START RECORDS PROVIDED

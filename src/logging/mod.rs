/*!
 * Logging Module
 * Daily rolling file logs plus console output; JSON in production.
 */
pub mod middleware;

use std::io;
use tracing_appender::{non_blocking, non_blocking::WorkerGuard, rolling};
use tracing_subscriber::{
    filter::LevelFilter, fmt, layer::SubscriberExt, util::SubscriberInitExt, EnvFilter, Layer,
};

use crate::config::Environment;

const LOG_DIR: &str = "logs";

fn default_level(environment: Environment) -> String {
    std::env::var("LOG_LEVEL").unwrap_or_else(|_| {
        if environment.is_production() {
            "info".to_string()
        } else {
            "debug".to_string()
        }
    })
}

fn env_filter(environment: Environment) -> EnvFilter {
    EnvFilter::try_from_default_env().unwrap_or_else(|_| {
        EnvFilter::new(format!(
            "aseskahraba_backend={level},analytics={level},tower_http=debug,axum=debug",
            level = default_level(environment)
        ))
    })
}

/// Install the global subscriber.
///
/// The returned guards flush the background writers on drop and must be held
/// until the process exits.
pub fn init(environment: Environment) -> Vec<WorkerGuard> {
    if let Err(e) = std::fs::create_dir_all(LOG_DIR) {
        eprintln!("Could not create {LOG_DIR}/ directory: {e}");
    }

    let (file_writer, file_guard) = non_blocking(rolling::daily(LOG_DIR, "app.log"));
    let (error_writer, error_guard) = non_blocking(rolling::daily(LOG_DIR, "error.log"));
    let (console_writer, console_guard) = non_blocking(io::stdout());

    let subscriber = tracing_subscriber::registry().with(env_filter(environment));

    if environment.is_production() {
        let file_layer = fmt::layer()
            .json()
            .with_writer(file_writer)
            .with_target(true)
            .with_thread_ids(true)
            .with_file(true)
            .with_line_number(true);

        let error_layer = fmt::layer()
            .json()
            .with_writer(error_writer)
            .with_target(true)
            .with_file(true)
            .with_line_number(true)
            .with_filter(LevelFilter::ERROR);

        let console_layer = fmt::layer()
            .json()
            .with_writer(console_writer)
            .with_target(false);

        subscriber
            .with(file_layer)
            .with(error_layer)
            .with(console_layer)
            .init();
    } else {
        let file_layer = fmt::layer()
            .with_writer(file_writer)
            .with_target(true)
            .with_file(true)
            .with_line_number(true)
            .with_ansi(false);

        let error_layer = fmt::layer()
            .with_writer(error_writer)
            .with_target(true)
            .with_ansi(false)
            .with_filter(LevelFilter::ERROR);

        let console_layer = fmt::layer()
            .with_writer(console_writer)
            .with_target(true)
            .pretty();

        subscriber
            .with(file_layer)
            .with(error_layer)
            .with(console_layer)
            .init();
    }

    tracing::info!("Logging initialized for {} environment", environment.as_str());

    vec![file_guard, error_guard, console_guard]
}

END RECORDS PROVIDED

The records must be given again in full, exactly as they were written.

filename src/logging/mod.rs
/*!
 * Logging Module
 * Daily rolling file logs plus console output; JSON in production.
 */
pub mod middleware;

use std::io;
use tracing_appender::{non_blocking, non_blocking::WorkerGuard, rolling};
use tracing_subscriber::{
    filter::LevelFilter, fmt, layer::SubscriberExt, util::SubscriberInitExt, EnvFilter, Layer,
};

use crate::config::Environment;

const LOG_DIR: &str = "logs";

fn default_level(environment: Environment) -> String {
    std::env::var("LOG_LEVEL").unwrap_or_else(|_| {
        if environment.is_production() {
            "info".to_string()
        } else {
            "debug".to_string()
        }
    })
}

fn env_filter(environment: Environment) -> EnvFilter {
    EnvFilter::try_from_default_env().unwrap_or_else(|_| {
        EnvFilter::new(format!(
            "aseskahraba_backend={level},analytics={level},tower_http=debug,axum=debug",
            level = default_level(environment)
        ))
    })
}

/// Install the global subscriber.
///
/// The returned guards flush the background writers on drop and must be held
/// until the process exits.
pub fn init(environment: Environment) -> Vec<WorkerGuard> {
    if let Err(e) = std::fs::create_dir_all(LOG_DIR) {
        eprintln!("Could not create {LOG_DIR}/ directory: {e}");
    }

    let (file_writer, file_guard) = non_blocking(rolling::daily(LOG_DIR, "app.log"));
    let (error_writer, error_guard) = non_blocking(rolling::daily(LOG_DIR, "error.log"));
    let (console_writer, console_guard) = non_blocking(io::stdout());

    let subscriber = tracing_subscriber::registry().with(env_filter(environment));

    if environment.is_production() {
        let file_layer = fmt::layer()
            .json()
            .with_writer(file_writer)
            .with_target(true)
            .with_thread_ids(true)
            .with_file(true)
            .with_line_number(true);

        let error_layer = fmt::layer()
            .json()
            .with_writer(error_writer)
            .with_target(true)
            .with_file(true)
            .with_line_number(true)
            .with_filter(LevelFilter::ERROR);

        let console_layer = fmt::layer()
            .json()
            .with_writer(console_writer)
            .with_target(false);

        subscriber
            .with(file_layer)
            .with(error_layer)
            .with(console_layer)
            .init();
    } else {
        let file_layer = fmt::layer()
            .with_writer(file_writer)
            .with_target(true)
            .with_file(true)
            .with_line_number(true)
            .with_ansi(false);

        let error_layer = fmt::layer()
            .with_writer(error_writer)
            .with_target(true)
            .with_ansi(false)
            .with_filter(LevelFilter::ERROR);

        let console_layer = fmt::layer()
            .with_writer(console_writer)
            .with_target(true)
            .pretty();

        subscriber
            .with(file_layer)
            .with(error_layer)
            .with(console_layer)
            .init();
    }

    tracing::info!("Logging initialized for {} environment", environment.as_str());

    vec![file_guard, error_guard, console_guard]
}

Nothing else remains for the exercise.